Il bilancio settimanale vede complessivamente i decennali Usa scendere dal 4,50% di inizio settimana al 4,45% di oggi, il 2 anni fermo al 4,80%; sui tassi eurozona stabile il Bund 10 al 2,47%, il 2 anni sale dal 2,90% al 2,93%. Patiscono leggermente i Btp per via della pesante offerta: 10 anni al 3,80% dal 3,75%, spread a 133 bps circa. Irs 10 fermo al 2,75%, Irs 2 anni al 3,28% dal 3,25%.
Nella settimana entrante torneranno a essere protagonisti i dati e gli indici di fiducia.
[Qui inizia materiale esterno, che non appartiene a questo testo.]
//! Prime sizing helpers for bucket array capacities.
//!
//! Quadratic probing only reaches enough distinct slots when the table size is prime, so every
//! capacity the map allocates passes through these two functions.

/// Returns `true` when `n` is prime.
#[must_use]
#[allow(clippy::arithmetic_side_effects)]
pub fn is_prime(n: usize) -> bool {
    if n == 2 || n == 3 {
        return true;
    }
    if n < 2 || n % 2 == 0 {
        return false;
    }

    let mut factor: usize = 3;
    // `factor <= n / factor` is `factor * factor <= n` without the overflow.
    while factor <= n / factor {
        if n % factor == 0 {
            return false;
        }
        factor = factor.saturating_add(2);
    }

    true
}

/// Returns the smallest odd prime greater than or equal to `n`.
///
/// Even inputs start the search at `n + 1`, so `next_prime(2)` is `3` and the result is never
/// smaller than `3`.
#[must_use]
pub fn next_prime(n: usize) -> usize {
    let mut candidate = if n % 2 == 0 { n.saturating_add(1) } else { n };

    while !is_prime(candidate) {
        candidate = candidate.saturating_add(2);
    }

    candidate
}

#[cfg(test)]
mod tests {
    use super::*;
    use proptest::prelude::*;

    #[test]
    fn test_small_primes() {
        let primes: Vec<usize> = (0..30).filter(|&n| is_prime(n)).collect();
        assert_eq!(primes, vec![2, 3, 5, 7, 11, 13, 17, 19, 23, 29]);
    }

    #[test]
    fn test_is_prime_rejects_squares_of_primes() {
        assert!(!is_prime(9));
        assert!(!is_prime(25));
        assert!(!is_prime(49));
        assert!(!is_prime(10_201)); // 101 * 101
        assert!(is_prime(10_007));
    }

    #[test]
    fn test_next_prime() {
        assert_eq!(next_prime(0), 3);
        assert_eq!(next_prime(1), 3);
        assert_eq!(next_prime(2), 3);
        assert_eq!(next_prime(3), 3);
        assert_eq!(next_prime(11), 11);
        assert_eq!(next_prime(20), 23);
        assert_eq!(next_prime(22), 23);
        assert_eq!(next_prime(53 * 2), 107);
        assert_eq!(next_prime(100), 101);
    }

    proptest! {
        #[test]
        fn next_prime_is_prime_and_not_smaller(n in 0usize..100_000) {
            let p = next_prime(n);
            prop_assert!(is_prime(p));
            prop_assert!(p >= n);
            prop_assert!(p % 2 == 1);
        }

        #[test]
        fn is_prime_matches_trial_division(n in 0usize..5_000) {
            let expected = n >= 2 && (2..n).all(|d| n % d != 0);
            prop_assert_eq!(is_prime(n), expected);
        }
    }
}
Dagli Stati Uniti l’attenzione sarà concentrata nella prima parte sui prezzi, con quelli alla produzione e successivamente quelli al consumo. Sempre dagli Usa attese le vendite al dettaglio, gli indici di fiducia Empire e Philly più un intervento di Powell presidente Fed. In Eurozona Pil, Cpi, aggiornamento delle previsioni da parte della Commissione europea, Eurogruppo, Ecofin e indice Zew sulle prospettive dell’economia secondo le principali istituzioni finanziarie tedesche sono gli appuntamenti più market mover.
Il profilo della curva dei tassi attesi suggerisce che l’Euribor 3 mesi (fixing oggi 3,81%) scenda al 3,70% per giugno, per settembre 3,47% e per fine anno 3,25% circa (55 cent. in meno rispetto ai livelli odierni). Ciò significa tre tagli Bce nell’anno in corso quasi certi. L’Euribor 3 mesi dal 4% che si registrava l’ultima volta a metà novembre è sceso di 20 centesimi; il calo è accelerato negli ultimi due mesi: a metà marzo era ancora bloccato a 3,95% circa. Di ulteriori 20 centesimi dovrebbe scendere per fine giugno quando diventerà operativo il taglio Bce (riunione del 6/6) con le prime operazioni di pronti contro termine. Non è molto ma inizia ad avere un positivo impatto sugli oneri finanziari delle imprese indebitate a tasso variabile.